Last week, the Minnesota Supreme Court heard Kenneh v. Homeward Bound, a sexual harassment case that takes aim at the legal requirement that harassment must be “severe and pervasive.” The case hinges on an assistant program supervisor harassed by a janitor. According to her, when he stopped by to fix her desk, he began “talking sexually” and licking his lips. One day he followed her to the vending machine and proposed oral sex. He even pulled up next to her at a gas station—as if he were following her. The court will now decide whether this conduct is “severe and pervasive,” or whether that requirement is outdated.
After #MeToo, men and women largely agree on what sexual harassment is — and want workplaces to eradicate it: 86% of Americans now endorse a zero-tolerance policy toward harassment.
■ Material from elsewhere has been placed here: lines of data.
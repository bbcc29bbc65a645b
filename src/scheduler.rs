//! Parallel evaluation of independent distance thresholds.
//!
//! Each threshold is a self-contained unit of work: the worker that claims it
//! runs the accumulator and integrator over the shared, read-only sequence
//! tables and hands back one report. Workers come from a dedicated rayon pool
//! whose work-stealing queue hands out thresholds; results are merged only
//! after every task has returned.

use crate::error::{LocEvalError, Result};
use crate::evaluator::evaluate_threshold;
use crate::results::MapResults;
use crate::threshold::validate_thresholds;
use crate::types::{SequenceTable, ThresholdReport};
use rayon::prelude::*;
use std::any::Any;
use std::panic::{self, AssertUnwindSafe};

/// Default number of worker threads.
pub const DEFAULT_WORKERS: usize = 10;

/// Fixed-size worker pool that scores thresholds in parallel.
pub struct ThresholdScheduler {
    pool: rayon::ThreadPool,
    workers: usize,
}

impl ThresholdScheduler {
    /// Build a scheduler with `workers` threads.
    ///
    /// # Errors
    ///
    /// Returns `InvalidWorkerCount` for zero workers, or a pool build error.
    pub fn new(workers: usize) -> Result<Self> {
        if workers == 0 {
            return Err(LocEvalError::InvalidWorkerCount(workers));
        }

        let pool = rayon::ThreadPoolBuilder::new()
            .num_threads(workers)
            .thread_name(|i| format!("locmap-worker-{}", i))
            .build()?;

        Ok(Self { pool, workers })
    }

    pub fn workers(&self) -> usize {
        self.workers
    }

    /// Score every threshold and collect the `threshold -> AP` mapping.
    ///
    /// Duplicate thresholds are scored once. A worker that panics is reported
    /// as `WorkerFailed` for its threshold instead of silently dropping it.
    ///
    /// # Errors
    ///
    /// Returns an error for invalid thresholds, a failed worker, or a mapping
    /// that does not cover every requested threshold.
    pub fn run(&self, ground_truth: &SequenceTable, detections: &SequenceTable, thresholds: &[f64]) -> Result<MapResults> {
        self.run_with(thresholds, |threshold| {
            evaluate_threshold(ground_truth, detections, threshold)
        })
    }

    fn run_with<F>(&self, thresholds: &[f64], score: F) -> Result<MapResults>
    where
        F: Fn(f64) -> Result<ThresholdReport> + Sync,
    {
        let thresholds = validate_thresholds(thresholds)?;

        tracing::info!(
            thresholds = thresholds.len(),
            workers = self.workers,
            "computing mAP over {:?}",
            thresholds
        );

        let reports: Vec<ThresholdReport> = self.pool.install(|| {
            thresholds
                .par_iter()
                .with_min_len(1)
                .map(|&threshold| score_isolated(&score, threshold))
                .collect::<Result<Vec<_>>>()
        })?;

        let results = MapResults::from_reports(reports);
        if results.len() != thresholds.len() {
            return Err(LocEvalError::IncompleteResults {
                expected: thresholds.len(),
                completed: results.len(),
            });
        }

        tracing::info!(completed = results.len(), "mAP computation finished");
        Ok(results)
    }
}

/// Run one threshold, turning a panic into an error.
fn score_isolated<F>(score: &F, threshold: f64) -> Result<ThresholdReport>
where
    F: Fn(f64) -> Result<ThresholdReport>,
{
    let outcome = panic::catch_unwind(AssertUnwindSafe(|| score(threshold)));

    match outcome {
        Ok(report) => report,
        Err(payload) => Err(LocEvalError::WorkerFailed {
            threshold,
            reason: panic_reason(payload.as_ref()),
        }),
    }
}

fn panic_reason(payload: &(dyn Any + Send)) -> String {
    if let Some(message) = payload.downcast_ref::<&str>() {
        (*message).to_string()
    } else if let Some(message) = payload.downcast_ref::<String>() {
        message.clone()
    } else {
        "worker panicked".to_string()
    }
}

/// Score `thresholds` on a fresh pool of `workers` threads.
///
/// # Example
///
/// ```
/// use locmap_eval::scheduler::run;
/// use locmap_eval::types::{PointRecord, SequenceTable};
///
/// let mut gt = SequenceTable::new();
/// gt.insert(1, vec![PointRecord::new(1, 0, 100.0, 100.0, 20.0, 20.0, 0.0)]);
/// let mut det = SequenceTable::new();
/// det.insert(1, vec![PointRecord::new(1, -1, 100.0, 100.0, 20.0, 20.0, 0.9)]);
///
/// let results = run(&gt, &det, &[1.0, 5.0], 2).unwrap();
/// assert_eq!(results.get(&[5.0]).unwrap(), 100.0);
/// ```
pub fn run(
    ground_truth: &SequenceTable,
    detections: &SequenceTable,
    thresholds: &[f64],
    workers: usize,
) -> Result<MapResults> {
    ThresholdScheduler::new(workers)?.run(ground_truth, detections, thresholds)
}

#[cfg(test)]
mod tests {
    use super::*;
    use crate::types::PointRecord;

    fn dataset() -> (SequenceTable, SequenceTable) {
        let mut gt = SequenceTable::new();
        let mut det = SequenceTable::new();
        for seq in 1..=3u32 {
            let offset = f64::from(seq) * 3.0;
            gt.insert(
                seq,
                vec![
                    PointRecord::new(1, 0, 100.0, 100.0, 20.0, 20.0, 0.0),
                    PointRecord::new(2, 1, 300.0, 300.0, 20.0, 20.0, 0.0),
                ],
            );
            det.insert(
                seq,
                vec![
                    PointRecord::new(1, -1, 100.0 + offset, 100.0, 20.0, 20.0, 0.9),
                    PointRecord::new(2, -1, 600.0, 600.0, 20.0, 20.0, 0.5),
                ],
            );
        }
        (gt, det)
    }

    #[test]
    fn test_zero_workers_rejected() {
        assert!(matches!(
            ThresholdScheduler::new(0),
            Err(LocEvalError::InvalidWorkerCount(0))
        ));
    }

    #[test]
    fn test_results_cover_every_threshold() {
        let (gt, det) = dataset();
        let thresholds: Vec<f64> = (1..=12).map(f64::from).collect();
        let results = run(&gt, &det, &thresholds, 4).unwrap();
        assert_eq!(results.thresholds(), thresholds);
    }

    #[test]
    fn test_worker_count_does_not_change_results() {
        let (gt, det) = dataset();
        let thresholds: Vec<f64> = (1..=12).map(f64::from).collect();
        let single = run(&gt, &det, &thresholds, 1).unwrap();
        let many = run(&gt, &det, &thresholds, 16).unwrap();
        for &t in &thresholds {
            assert_eq!(single.ap(t).unwrap().to_bits(), many.ap(t).unwrap().to_bits());
        }
    }

    #[test]
    fn test_duplicates_collapse() {
        let (gt, det) = dataset();
        let results = run(&gt, &det, &[5.0, 5.0, 10.0], 2).unwrap();
        assert_eq!(results.len(), 2);
    }

    #[test]
    fn test_invalid_threshold_rejected() {
        let (gt, det) = dataset();
        assert!(matches!(
            run(&gt, &det, &[5.0, -1.0], 2),
            Err(LocEvalError::InvalidThreshold(_))
        ));
    }

    #[test]
    fn test_panic_reason() {
        let payload: Box<dyn Any + Send> = Box::new("boom");
        assert_eq!(panic_reason(payload.as_ref()), "boom");
        let payload: Box<dyn Any + Send> = Box::new(String::from("bang"));
        assert_eq!(panic_reason(payload.as_ref()), "bang");
        let payload: Box<dyn Any + Send> = Box::new(7u8);
        assert_eq!(panic_reason(payload.as_ref()), "worker panicked");
    }

    #[test]
    fn test_worker_panic_fails_the_run() {
        let (gt, det) = dataset();
        let scheduler = ThresholdScheduler::new(4).unwrap();

        let outcome = scheduler.run_with(&[1.0, 5.0, 7.0, 10.0], |threshold| {
            if threshold == 7.0 {
                panic!("scoring failed at {}", threshold);
            }
            evaluate_threshold(&gt, &det, threshold)
        });

        match outcome {
            Err(LocEvalError::WorkerFailed { threshold, reason }) => {
                assert_eq!(threshold, 7.0);
                assert_eq!(reason, "scoring failed at 7");
            }
            other => panic!("expected WorkerFailed, got {:?}", other.map(|r| r.len())),
        }

        // The pool survives a failed run.
        let results = scheduler.run(&gt, &det, &[1.0, 5.0]).unwrap();
        assert_eq!(results.len(), 2);
    }

    #[test]
    fn test_scorer_error_propagates() {
        let scheduler = ThresholdScheduler::new(2).unwrap();
        let outcome = scheduler.run_with(&[1.0, 2.0], |threshold| Err(LocEvalError::MissingThreshold(threshold)));
        assert!(matches!(outcome, Err(LocEvalError::MissingThreshold(_))));
    }
}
The law is not governed by public opinion, but what Americans believe about sexual harassment does have a direct impact on the law. A crucial question, said the Supreme Court in 1993 in the landmark case Harris v. Forklift Systems, is whether a “reasonable person” would find a work environment hostile. What a reasonable person would believe today is very different from what people believed in the 1990s.
But our legal system remains confused, as reflected in four disproportionately influential cases decided between 1995 and 2000, which have collectively been cited nearly 4,000 times. I call them the feckless four. The feckless four largely ignored the “reasonable person” standard in the first place. Instead, they cherry-picked other language in the Supreme Court’s 1993 ruling, such as whether the harassment is “physically threatening or humiliating” or “severe or pervasive.”
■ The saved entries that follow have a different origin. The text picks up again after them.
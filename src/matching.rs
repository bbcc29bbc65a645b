//! Greedy nearest-neighbour matching of detections to ground-truth points.

use crate::error::Result;
use crate::types::{FramePoint, LabeledPoint, MatchState, ScoredMatch};

/// Match results for one frame, in the caller's input order.
#[derive(Debug, Clone, Default, PartialEq)]
pub struct FrameMatch {
    pub ground_truth: Vec<LabeledPoint>,
    pub detections: Vec<ScoredMatch>,
}

/// Euclidean distance between two centers.
fn center_distance(a: (f64, f64), b: (f64, f64)) -> f64 {
    (a.0 - b.0).hypot(a.1 - b.1)
}

/// Pairwise center distances, row-major with one row per detection.
///
/// # Example
///
/// ```
/// use locmap_eval::matching::distance_matrix;
/// use locmap_eval::types::FramePoint;
///
/// let dets = vec![FramePoint::new(0.0, 0.0, 2.0, 2.0, 0.9)];
/// let gts = vec![
///     FramePoint::new(3.0, 4.0, 2.0, 2.0, 0.0),
///     FramePoint::new(0.0, 0.0, 2.0, 2.0, 0.0),
/// ];
/// let dist = distance_matrix(&dets, &gts);
/// assert_eq!(dist, vec![5.0, 0.0]);
/// ```
pub fn distance_matrix(detections: &[FramePoint], ground_truths: &[FramePoint]) -> Vec<f64> {
    let gt_centers: Vec<(f64, f64)> = ground_truths.iter().map(FramePoint::center).collect();

    detections
        .iter()
        .flat_map(|det| {
            let center = det.center();
            gt_centers.iter().map(move |&gt| center_distance(center, gt))
        })
        .collect()
}

/// Match one frame's detections to its ground truth under a distance threshold.
///
/// Detections are visited highest score first. Ground truth is scanned normal
/// points first, ignore-eligible points last, and each detection takes the
/// nearest unmatched point within `threshold`. Once a detection holds any
/// candidate, ignore-eligible points are no longer considered, so a normal
/// match always wins over an ignore match. Among equally distant candidates
/// the one scanned last wins.
///
/// Detection columns are clamped to be non-negative first. A detection resting
/// on an ignore-eligible point is labeled `IgnoredMatch` and the point stays
/// available to other detections. Ignore-eligible ground truth is always
/// labeled `IgnoredMatch`.
///
/// # Arguments
///
/// * `ground_truths` - Ground-truth points of the frame, `value` is the ignore flag
/// * `detections` - Detections of the frame, `value` is the confidence score
/// * `threshold` - Maximum center-to-center distance of a match
///
/// # Example
///
/// ```
/// use locmap_eval::matching::match_frame;
/// use locmap_eval::types::{FramePoint, MatchState};
///
/// let gts = vec![FramePoint::new(100.0, 100.0, 20.0, 20.0, 0.0)];
/// let dets = vec![FramePoint::new(101.0, 100.0, 20.0, 20.0, 0.9)];
/// let matched = match_frame(&gts, &dets, 5.0);
/// assert_eq!(matched.detections[0].state, MatchState::Matched);
/// assert_eq!(matched.ground_truth[0].state, MatchState::Matched);
/// ```
pub fn match_frame(ground_truths: &[FramePoint], detections: &[FramePoint], threshold: f64) -> FrameMatch {
    let detections: Vec<FramePoint> = detections.iter().map(FramePoint::clamped).collect();

    let mut det_order: Vec<usize> = (0..detections.len()).collect();
    det_order.sort_by(|&a, &b| detections[b].value.total_cmp(&detections[a].value));

    let mut gt_order: Vec<usize> = (0..ground_truths.len()).collect();
    gt_order.sort_by_key(|&g| ground_truths[g].is_ignore());

    let sorted_dets: Vec<FramePoint> = det_order.iter().map(|&d| detections[d]).collect();
    let sorted_gts: Vec<FramePoint> = gt_order.iter().map(|&g| ground_truths[g]).collect();
    let dist = distance_matrix(&sorted_dets, &sorted_gts);

    let ng = sorted_gts.len();
    let mut gt_state: Vec<MatchState> = sorted_gts
        .iter()
        .map(|gt| {
            if gt.is_ignore() {
                MatchState::IgnoredMatch
            } else {
                MatchState::Unmatched
            }
        })
        .collect();
    let mut det_state = vec![MatchState::Unmatched; sorted_dets.len()];

    for (d, state) in det_state.iter_mut().enumerate() {
        let mut best_dist = threshold;
        let mut best: Option<(usize, MatchState)> = None;

        for g in 0..ng {
            if gt_state[g] == MatchState::Matched {
                continue;
            }

            // Ignore points sort last; a held candidate cannot be displaced by them.
            if best.is_some() && gt_state[g] == MatchState::IgnoredMatch {
                break;
            }

            let candidate = dist[d * ng + g];
            if !(candidate <= best_dist) {
                continue;
            }

            best_dist = candidate;
            let outcome = if gt_state[g] == MatchState::IgnoredMatch {
                MatchState::IgnoredMatch
            } else {
                MatchState::Matched
            };
            best = Some((g, outcome));
        }

        match best {
            Some((g, MatchState::Matched)) => {
                gt_state[g] = MatchState::Matched;
                *state = MatchState::Matched;
            }
            Some((_, outcome)) => *state = outcome,
            None => {}
        }
    }

    // Scatter back into input order.
    let mut ground_truth = vec![LabeledPoint { value: 0.0, state: MatchState::Unmatched }; ng];
    for (sorted_idx, &orig_idx) in gt_order.iter().enumerate() {
        ground_truth[orig_idx] = LabeledPoint {
            value: ground_truths[orig_idx].value,
            state: gt_state[sorted_idx],
        };
    }

    let mut scored = vec![ScoredMatch { score: 0.0, state: MatchState::Unmatched }; sorted_dets.len()];
    for (sorted_idx, &orig_idx) in det_order.iter().enumerate() {
        scored[orig_idx] = ScoredMatch {
            score: detections[orig_idx].value,
            state: det_state[sorted_idx],
        };
    }

    FrameMatch {
        ground_truth,
        detections: scored,
    }
}

/// Match raw `[x, y, w, h, value]` rows for one frame.
///
/// # Errors
///
/// Returns `InvalidShape` if any row does not have exactly 5 columns.
pub fn match_rows<R: AsRef<[f64]>>(ground_truths: &[R], detections: &[R], threshold: f64) -> Result<FrameMatch> {
    let gts = ground_truths
        .iter()
        .map(|row| FramePoint::from_row(row.as_ref()))
        .collect::<Result<Vec<_>>>()?;
    let dets = detections
        .iter()
        .map(|row| FramePoint::from_row(row.as_ref()))
        .collect::<Result<Vec<_>>>()?;

    Ok(match_frame(&gts, &dets, threshold))
}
The most influential of the four considered the situation of a 911 dispatcher named Patricia Brooks. She was fielding an emergency call when a male colleague came over and put his hand on her stomach. “Brooks told Selvaggio to stop touching her and then forcefully pushed him away. Perhaps taking this as encouragement,” notes the 2000 court opinion obscurely, he returned later the same evening, trapped Brooks against her desk while she was on another 911 call, and put his hand “underneath her sweater and bra to fondle her bare breast.”
Selvaggio served 120 days in jail for sexual assault. Despite this, the Ninth Circuit Court of Appeals found no harassment, saying that his behavior wasn’t “pervasive” because all the incidents took place on one day. The judge intimated that a single incident might never be “severe” enough to sustain a claim of harassment, even in a case of violent rape. Some lawyers refer to Brooks as the “one free grab” case. The judge who wrote the opinion, which has since been cited more than 1,200 times, was Alex Kozinski, who resigned in 2017 after 15 women accused him of harassment — including groping.
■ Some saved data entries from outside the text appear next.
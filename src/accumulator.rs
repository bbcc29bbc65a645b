//! Dataset-wide accumulation of per-frame match results.

use crate::matching::match_frame;
use crate::types::{FramePoint, MatchLedger, PointRecord, SequenceTable};
use std::collections::{BTreeMap, BTreeSet};
use std::ops::Bound;

/// Group records of one sequence by frame id.
pub fn group_by_frame(records: &[PointRecord]) -> BTreeMap<i64, Vec<FramePoint>> {
    let mut frames: BTreeMap<i64, Vec<FramePoint>> = BTreeMap::new();

    for record in records {
        frames.entry(record.frame_id).or_default().push(record.frame_point());
    }

    frames
}

/// Match every frame of every sequence and concatenate the labels.
///
/// Sequences are visited in ascending id order. Within a sequence, every frame
/// id between the smallest and largest ground-truth frame id is matched, so
/// ground truth of frames without detections still counts toward recall.
/// Detections outside that range, or in sequences without ground truth, are
/// not scored.
///
/// # Arguments
///
/// * `ground_truth` - Ground-truth table; `value` is the ignore flag
/// * `detections` - Detection table; `value` is the confidence score
/// * `threshold` - Maximum center-to-center match distance
pub fn accumulate(ground_truth: &SequenceTable, detections: &SequenceTable, threshold: f64) -> MatchLedger {
    let mut ledger = MatchLedger::new();

    for (seq_id, gt_records) in ground_truth.iter() {
        let gt_frames = group_by_frame(gt_records);
        let det_frames = match detections.get(seq_id) {
            Some(records) => group_by_frame(records),
            None => {
                tracing::debug!(seq_id, "sequence has no detection table");
                BTreeMap::new()
            }
        };

        let (Some(&first), Some(&last)) = (gt_frames.keys().next(), gt_frames.keys().next_back()) else {
            continue;
        };

        let dropped: usize = det_frames
            .range(..first)
            .chain(det_frames.range((Bound::Excluded(last), Bound::Unbounded)))
            .map(|(_, points)| points.len())
            .sum();
        if dropped > 0 {
            tracing::debug!(seq_id, dropped, "detections outside ground-truth frame range");
        }

        // Frames present on either side, ascending; empty ids in between are skipped.
        let frame_ids: BTreeSet<i64> = gt_frames
            .keys()
            .chain(det_frames.range(first..=last).map(|(frame_id, _)| frame_id))
            .copied()
            .collect();

        for frame_id in frame_ids {
            let gts = gt_frames.get(&frame_id).map(Vec::as_slice).unwrap_or_default();
            let dets = det_frames.get(&frame_id).map(Vec::as_slice).unwrap_or_default();

            let frame = match_frame(gts, dets, threshold);
            ledger.ground_truth.extend(frame.ground_truth.iter().map(|g| g.state));
            ledger.detections.extend(frame.detections);
        }
    }

    ledger
}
In Mendoza v. Borden, a 1999 Eleventh Circuit case that has been cited nearly as many times, Red Mendoza alleged sexual harassment by Daniel Page, the highest-ranking executive at her worksite. She testified that he harassed her – leering at, touching, and following her — at least 12 different times over a period of four months. The employer argued that the behavior did not amount to harassment. The Eleventh Circuit agreed, on the basis that what happened to her was not “physically threatening or humiliating.” The Supreme Court has never said that harassment must be physically threatening or humiliating—it’s listed as a factor that “may” occur—but Mendoza treats this as a requirement.
So does Shepherd v. Comptroller of Public Accounts, a 1999 case cited nearly 600 times, in which, among other allegations, a co-worker patted his lap and told the plaintiff, “Here’s your seat,” announcing, “Your elbows are the same color as your nipples.”
The final member of this hall of shame is the 1995 case Baskerville v. Culligan, decided by Seventh Circuit judge Richard Posner and cited nearly 900 times. Valerie Baskerville was a secretary harassed by a boss who mimed masturbation and whose brilliant witticisms included a public announcement that “All the pretty girls [should] run around naked.”
All four cases miss completely the central #MeToo point: When women show up to work, they are entitled to be treated as colleagues, not sexual opportunities.
There are two ways out of this mess. One is for states to pass statutes clearly defining and banning sexual harassment. But although 39 states and D.C. have passed roughly 150 sexual harassment statutes since the start of 2017, few provide guidance on what constitutes sexual harassment. Instead, most focus on no-brainers like barring the use of public funds to pay sexual-harassment settlements against government officials. An exception is a New York State statute eliminating the “severe or pervasive” requirement.
The other solution is for courts like the Minnesota Supreme Court to abolish the “severe or pervasive” requirement, and stop acting like harassment has to be “physically threatening,” when they hear cases like Kenneh. This makes sense: employment law generally prohibits all discrimination, not just discrimination that is severe, pervasive, or physically threatening.
Indeed, some state and federal courts are noting that older case law needs to be used with caution because what reasonable people believe has changed. Said a federal trial court in the September racial harassment case Artis v. Lyon Shipyard, “the Court is careful not to place undue emphasis on the fact patterns of ‘historical’ cases, as doing so would ignore evolving social norms.” Would that courts would do the same with respect to sexual harassment cases.
Courts should stop citing the feckless four and let juries do their job of determining what’s reasonable in the age of #MeToo. It shouldn’t be hard — if polling data is any guide, most of us already know.